> _TASK DETAILS_
Print the data below exactly, but only the lines from the one containing "area, ids[0]).unwrap(), Eviction::Suspended);" down to the one containing "let mut rng = ChaCha8Rng::seed_from_u64(12);", inclusive.

> _MATERIAL PROVIDED_
//! Referee: the legality and foul rules.
//!
//! The decision functions are pure reads of the grid. The two orchestration
//! calls (`flag_player`, `request_return_to_play`) mutate state, but only
//! through the `&mut PlayArea` lent to them by the coordinator's loop.

use rand::Rng;
use tracing::info;

use crate::direction::Direction;
use crate::error::Result;
use crate::grid::{Cell, Grid, Position};
use crate::play_area::PlayArea;
use crate::player::{Eviction, Player, PlayerId, PlayerStatus};

#[derive(Debug, Clone, Copy, Default)]
pub struct Referee;

impl Referee {
    pub fn new() -> Self {
        Self
    }

    /// True iff the target cell exists and nobody stands on it.
    pub fn move_is_allowed(&self, grid: &Grid, player: &Player, direction: Direction) -> bool {
        player
            .position()
            .and_then(|from| grid.neighbor(from, direction))
            .is_some_and(Cell::is_empty)
    }

    /// True iff the target cell is off the grid, or every neighbour of the
    /// target is occupied or off the grid.
    ///
    /// The mover still stands on its source cell while this is evaluated, so
    /// the source always counts as occupied.
    pub fn move_is_fouled(&self, grid: &Grid, player: &Player, direction: Direction) -> bool {
        match player.position().and_then(|from| grid.neighbor(from, direction)) {
            None => true,
            Some(target) => self.is_surrounded(grid, target.position()),
        }
    }

    /// Every neighbour slot of `position` is occupied or missing.
    pub fn is_surrounded(&self, grid: &Grid, position: Position) -> bool {
        grid.neighbors(position)
            .all(|(_, cell)| cell.is_none_or(Cell::is_occupied))
    }

    /// Evict a player that crossed the foul threshold.
    pub fn flag_player(&self, area: &mut PlayArea, id: PlayerId) -> Result<Eviction> {
        area.evict_player(id)?;
        let player = area.player_mut(id)?;
        let eviction = player.evict();
        info!(
            player = %player,
            evictions = player.eviction_count(),
            permanent = eviction == Eviction::Permanent,
            "Player evicted"
        );
        Ok(eviction)
    }

    /// Handle a reinstatement request. Returns the new position, or `None`
    /// when the player may not come back.
    pub fn request_return_to_play<R: Rng + ?Sized>(
        &self,
        area: &mut PlayArea,
        id: PlayerId,
        rng: &mut R,
        max_attempts: u32,
    ) -> Result<Option<Position>> {
        let player = area.player(id)?;
        if player.is_permanently_disallowed() || player.status() != PlayerStatus::Evicted {
            info!(player = %player, status = ?player.status(), "Return to play denied");
            return Ok(None);
        }
        let position = area.register_player(id, rng, max_attempts)?;
        info!(player = %id, cell = %position, "Player reinstated");
        Ok(Some(position))
    }
}

#[cfg(test)]
mod tests {
    use rand::SeedableRng;
    use rand_chacha::ChaCha8Rng;

    use super::*;
    use crate::config::EvictionPolicy;

    fn area_with(size: usize, positions: &[(usize, usize)]) -> (PlayArea, Vec<PlayerId>) {
        let mut area = PlayArea::new(size, EvictionPolicy::default());
        let ids = positions
            .iter()
            .enumerate()
            .map(|(i, (row, column))| {
                let id = area.add_player(format!("Jhon{i}"));
                area.register_player_at(id, Position::new(*row, *column)).unwrap();
                id
            })
            .collect();
        (area, ids)
    }

    #[test]
    fn test_move_is_allowed_only_onto_empty_cells() {
        let (area, ids) = area_with(4, &[(0, 0), (0, 1)]);
        let referee = Referee::new();
        let mover = area.player(ids[0]).unwrap();

        assert!(!referee.move_is_allowed(area.grid(), mover, Direction::Right));
        assert!(!referee.move_is_allowed(area.grid(), mover, Direction::Left));
        assert!(!referee.move_is_allowed(area.grid(), mover, Direction::Top));
        assert!(referee.move_is_allowed(area.grid(), mover, Direction::Bottom));
    }

    #[test]
    fn test_off_grid_move_is_fouled() {
        let (area, ids) = area_with(4, &[(0, 0)]);
        let referee = Referee::new();
        let mover = area.player(ids[0]).unwrap();
        assert!(referee.move_is_fouled(area.grid(), mover, Direction::Left));
        assert!(referee.move_is_fouled(area.grid(), mover, Direction::Top));
    }

    #[test]
    fn test_congested_destination_is_fouled() {
        // Target (0,0): left/top off-grid, right is the mover, bottom occupied.
        let (area, ids) = area_with(4, &[(0, 1), (1, 0)]);
        let referee = Referee::new();
        let mover = area.player(ids[0]).unwrap();
        assert!(referee.move_is_allowed(area.grid(), mover, Direction::Left));
        assert!(referee.move_is_fouled(area.grid(), mover, Direction::Left));

        // Target (1,1) still has empty neighbours.
        assert!(!referee.move_is_fouled(area.grid(), mover, Direction::Bottom));
    }

    #[test]
    fn test_interior_destination_needs_four_occupied_neighbours() {
        let (area, ids) = area_with(5, &[(2, 1), (1, 2), (2, 3), (3, 2)]);
        let referee = Referee::new();
        assert!(referee.is_surrounded(area.grid(), Position::new(2, 2)));

        let mover = area.player(ids[0]).unwrap();
        assert!(referee.move_is_fouled(area.grid(), mover, Direction::Right));
        assert!(!referee.move_is_fouled(area.grid(), mover, Direction::Left));
    }

    #[test]
    fn test_flag_then_return_to_play() {
        let (mut area, ids) = area_with(4, &[(0, 0), (3, 3)]);
        let referee = Referee::new();
        let mut rng = ChaCha8Rng::seed_from_u64(11);

        assert_eq!(referee.flag_player(&mut area, ids[0]).unwrap(), Eviction::Suspended);
        assert!(!area.is_registered(ids[0]));
        assert!(area.grid().cell(Position::new(0, 0)).unwrap().is_empty());
        assert_eq!(area.player(ids[0]).unwrap().status(), PlayerStatus::Evicted);

        let position = referee
            .request_return_to_play(&mut area, ids[0], &mut rng, 1000)
            .unwrap()
            .unwrap();
        assert!(area.is_registered(ids[0]));
        assert_eq!(area.grid().cell(position).unwrap().occupant(), Some(ids[0]));
        assert_eq!(area.player(ids[0]).unwrap().eviction_count(), 1);
        assert_eq!(area.player(ids[0]).unwrap().flag_count(), 0);
    }

    #[test]
    fn test_second_eviction_denies_return() {
        let (mut area, ids) = area_with(4, &[(0, 0), (3, 3)]);
        let referee = Referee::new();
        let mut rng = ChaCha8Rng::seed_from_u64(12);

        referee.flag_player(&mut area, ids[0]).unwrap();
        referee
            .request_return_to_play(&mut area, ids[0], &mut rng, 1000)
            .unwrap();
        assert_eq!(referee.flag_player(&mut area, ids[0]).unwrap(), Eviction::Permanent);

        let returned = referee
            .request_return_to_play(&mut area, ids[0], &mut rng, 1000)
            .unwrap();
        assert_eq!(returned, None);
        assert!(!area.is_registered(ids[0]));
        assert_eq!(
            area.player(ids[0]).unwrap().status(),
            PlayerStatus::PermanentlyRemoved
        );
    }

    #[test]
    fn test_active_player_cannot_request_return() {
        let (mut area, ids) = area_with(4, &[(1, 1)]);
        let mut rng = ChaCha8Rng::seed_from_u64(13);
        let returned = Referee::new()
            .request_return_to_play(&mut area, ids[0], &mut rng, 1000)
            .unwrap();
        assert_eq!(returned, None);
        assert_eq!(area.player(ids[0]).unwrap().position(), Some(Position::new(1, 1)));
    }
}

> _RESULT FOR THIS EXERCISE_
        assert_eq!(referee.flag_player(&mut area, ids[0]).unwrap(), Eviction::Suspended);
        assert!(!area.is_registered(ids[0]));
        assert!(area.grid().cell(Position::new(0, 0)).unwrap().is_empty());
        assert_eq!(area.player(ids[0]).unwrap().status(), PlayerStatus::Evicted);

        let position = referee
            .request_return_to_play(&mut area, ids[0], &mut rng, 1000)
            .unwrap()
            .unwrap();
        assert!(area.is_registered(ids[0]));
        assert_eq!(area.grid().cell(position).unwrap().occupant(), Some(ids[0]));
        assert_eq!(area.player(ids[0]).unwrap().eviction_count(), 1);
        assert_eq!(area.player(ids[0]).unwrap().flag_count(), 0);
    }

    #[test]
    fn test_second_eviction_denies_return() {
        let (mut area, ids) = area_with(4, &[(0, 0), (3, 3)]);
        let referee = Referee::new();
        let mut rng = ChaCha8Rng::seed_from_u64(12);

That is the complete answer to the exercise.